Intorno al 1855, quando cominciarono le prime manifestazioni degli spiriti, Allan Kardec si dedicò a costanti osservazioni del fenomeno, cercando di capirne, in particolar modo, le implicazioni filosofiche. Intravide dapprima i principi di nuove leggi naturali: quelle che governano i rapporti fra il mondo visibile ed il mondo invisibile, riconoscendo, nell’azione di quest’ultimo, una delle forze della natura, la cui conoscenza avrebbe chiarito una gran quantità di problemi considerati insolubili. Ne comprese, inoltre, anche la portata da un punto di vista religioso.
Le principali opere da lui scritte su questo argomento sono:
· il libro degli spiriti (la 1a edizione è apparsa il 18 aprile 1857)
· il libro dei medium (gennaio 1861)
· il vangelo secondo lo spiritismo (aprile 1864)
· il cielo e l’inferno, o la giustizia di Dio secondo lo spiritismo (agosto 1865)
· la Genesi, i miracoli e le predizioni (gennaio 1868)
· la Revue spirite giornale di studi psicologici, pubblicata il 1° gennaio 1858.
Fonda, a Parigi, il 1° aprile 1858, la prima società spiritica legalmente costituita, con il nome Société parisienne des études spirites (Società Parigina di Studi Spiritici), il cui solo scopo è lo studio di tutto ciò che può contribuire al progresso di questa nuova scienza.
Allan Kardec ha sempre sostenuto, ed a giusto titolo, di non aver scritto nulla sotto l’influenza di idee preconcette o sistematiche; era uomo di carattere freddo e calmo, che ha osservato i fatti e che da questo attento esame ha desunto le leggi che li comandano; ne ha costruito la teoria dandole una struttura metodica e regolare.
Dimostrando che i fatti erroneamente definiti “soprannaturali” sono sottoposti a leggi, li ha fatti rientrare nell’ordine dei fenomeni naturali, demolendo così gli ultimi baluardi del “meraviglioso” ed uno degli elementi della superstizione.
Solo a seguito dell’apparizione del Libro degli Spiriti si può dire che nasca lo Spiritismo, che, fino ad allora, non aveva posseduto altro che qualche elemento sparpagliato, senza alcuna coordinazione, e, conseguentemente, non aveva potuto essere compreso da tutti.
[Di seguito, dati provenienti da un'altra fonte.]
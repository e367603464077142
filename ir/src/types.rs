//! Tensor type, shape and storage format descriptions.
//!
//! These are the narrow type/shape utilities the expression core consumes: tensor
//! order, per-mode dimension, component data type, and the storage mode ordering
//! used when checking for transpositions.

use itertools::Itertools;
use smallvec::SmallVec;
use tacit_dtype::DType;

/// Size of one tensor mode.
#[derive(Debug, Clone, Copy, PartialEq, Eq, Hash)]
pub enum Dimension {
    /// Size only known at run time.
    Variable,
    /// Size fixed at compile time.
    Fixed(usize),
}

impl Dimension {
    pub const fn is_variable(&self) -> bool {
        matches!(self, Self::Variable)
    }

    pub const fn size(&self) -> Option<usize> {
        match self {
            Self::Variable => None,
            Self::Fixed(size) => Some(*size),
        }
    }
}

impl From<usize> for Dimension {
    fn from(size: usize) -> Self {
        Self::Fixed(size)
    }
}

impl std::fmt::Display for Dimension {
    fn fmt(&self, f: &mut std::fmt::Formatter<'_>) -> std::fmt::Result {
        match self {
            Self::Variable => f.write_str("?"),
            Self::Fixed(size) => write!(f, "{size}"),
        }
    }
}

/// Ordered list of mode dimensions. The order of a tensor is its shape length.
#[derive(Debug, Clone, Default, PartialEq, Eq, Hash)]
pub struct Shape {
    dims: SmallVec<[Dimension; 4]>,
}

impl Shape {
    pub fn new(dims: impl IntoIterator<Item = Dimension>) -> Self {
        Self { dims: dims.into_iter().collect() }
    }

    /// Shape with every mode fixed to the given size.
    pub fn fixed(sizes: &[usize]) -> Self {
        Self::new(sizes.iter().copied().map(Dimension::Fixed))
    }

    /// Zero-order shape.
    pub fn scalar() -> Self {
        Self::default()
    }

    pub fn order(&self) -> usize {
        self.dims.len()
    }

    /// Dimension of `mode`, or `None` past the tensor order.
    pub fn dimension(&self, mode: usize) -> Option<Dimension> {
        self.dims.get(mode).copied()
    }

    pub fn dims(&self) -> &[Dimension] {
        &self.dims
    }
}

impl FromIterator<Dimension> for Shape {
    fn from_iter<T: IntoIterator<Item = Dimension>>(iter: T) -> Self {
        Self::new(iter)
    }
}

/// Component type plus shape of a tensor.
#[derive(Debug, Clone, PartialEq, Eq, Hash)]
pub struct Type {
    dtype: DType,
    shape: Shape,
}

impl Type {
    pub fn new(dtype: DType, shape: Shape) -> Self {
        Self { dtype, shape }
    }

    pub fn scalar(dtype: DType) -> Self {
        Self::new(dtype, Shape::scalar())
    }

    pub fn dtype(&self) -> DType {
        self.dtype
    }

    pub fn shape(&self) -> &Shape {
        &self.shape
    }

    pub fn order(&self) -> usize {
        self.shape.order()
    }
}

impl std::fmt::Display for Type {
    fn fmt(&self, f: &mut std::fmt::Formatter<'_>) -> std::fmt::Result {
        write!(f, "{}", self.dtype)?;
        if self.shape.order() > 0 {
            write!(f, "[{}]", self.shape.dims().iter().join(","))?;
        }
        Ok(())
    }
}

/// Storage kind of a single mode.
#[derive(Debug, Clone, Copy, PartialEq, Eq, Hash, strum::Display)]
#[strum(serialize_all = "lowercase")]
pub enum ModeType {
    /// Every coordinate is stored.
    Dense,
    /// Only non-zero coordinates are stored.
    Compressed,
}

/// Per-mode storage kinds plus the order in which modes are stored.
///
/// `mode_ordering[k]` is the tensor mode stored at level `k`; the identity ordering
/// stores modes in declaration order.
#[derive(Debug, Clone, PartialEq, Eq, Hash)]
pub struct Format {
    mode_types: SmallVec<[ModeType; 4]>,
    mode_ordering: SmallVec<[usize; 4]>,
}

impl Format {
    /// Create a format from mode types and a storage ordering.
    ///
    /// # Panics
    ///
    /// Panics if `mode_ordering` is not a permutation of `0..mode_types.len()`.
    pub fn new(mode_types: impl IntoIterator<Item = ModeType>, mode_ordering: impl IntoIterator<Item = usize>) -> Self {
        let mode_types: SmallVec<[ModeType; 4]> = mode_types.into_iter().collect();
        let mode_ordering: SmallVec<[usize; 4]> = mode_ordering.into_iter().collect();
        assert!(
            mode_ordering.len() == mode_types.len() && mode_ordering.iter().sorted().copied().eq(0..mode_types.len()),
            "mode ordering {mode_ordering:?} is not a permutation of 0..{}",
            mode_types.len()
        );
        Self { mode_types, mode_ordering }
    }

    /// Format storing every mode in the natural order.
    pub fn with_mode_types(mode_types: impl IntoIterator<Item = ModeType>) -> Self {
        let mode_types: SmallVec<[ModeType; 4]> = mode_types.into_iter().collect();
        let order = mode_types.len();
        Self::new(mode_types, 0..order)
    }

    /// All-dense format of the given order.
    pub fn dense(order: usize) -> Self {
        Self::with_mode_types(std::iter::repeat_n(ModeType::Dense, order))
    }

    /// Compressed sparse row matrix format.
    pub fn csr() -> Self {
        Self::with_mode_types([ModeType::Dense, ModeType::Compressed])
    }

    /// Compressed sparse column matrix format.
    pub fn csc() -> Self {
        Self::new([ModeType::Dense, ModeType::Compressed], [1, 0])
    }

    /// Sparse vector format.
    pub fn sparse_vector() -> Self {
        Self::with_mode_types([ModeType::Compressed])
    }

    pub fn order(&self) -> usize {
        self.mode_types.len()
    }

    pub fn mode_types(&self) -> &[ModeType] {
        &self.mode_types
    }

    pub fn mode_ordering(&self) -> &[usize] {
        &self.mode_ordering
    }
}

impl std::fmt::Display for Format {
    fn fmt(&self, f: &mut std::fmt::Formatter<'_>) -> std::fmt::Result {
        write!(f, "({}; {})", self.mode_types.iter().join(","), self.mode_ordering.iter().join(","))
    }
}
Le prove materiali fornite dallo spiritismo, in merito all’esistenza dell’anima e della vita futura, tendono a distruggere le idee materialiste e panteiste e da ciò deriva uno dei più fruttuosi principi di questa Dottrina, quello della pluralità delle esistenze, già percepita da una moltitudine di filosofi antichi e moderni.
Da questo principio deriva la soluzione a tutte le apparenti anomalie della vita umana ed a tutte le ineguaglianze, intellettuali, morali e sociali; l’uomo sa da dove viene, per quale ragione è sulla terra e perché ci soffre.
Le idee innate si spiegano grazie alle conoscenze acquisite in vite precedenti; le simpatie e le antipatie, grazie alla natura dei rapporti precedenti.
Lo Spiritismo ha per massima: Fuori della Carità, non c’è salvezza, cioè: uguaglianza degli uomini davanti a Dio, tolleranza, libertà di coscienza e benevolenza reciproca.
Non v'è fede incrollabile se non quella che può affrontare direttamente la ragione, in tutte le epoche dell'Umanità. Alla fede occorre una base e questa base è la perfetta intelligenza di ciò in cui si crede; per credere non basta vedere, bisogna soprattutto comprendere. (Il Vangelo secondo lo Spiritismo).
Lavoratore instancabile, Allan Kardec muore il 31 marzo 1869.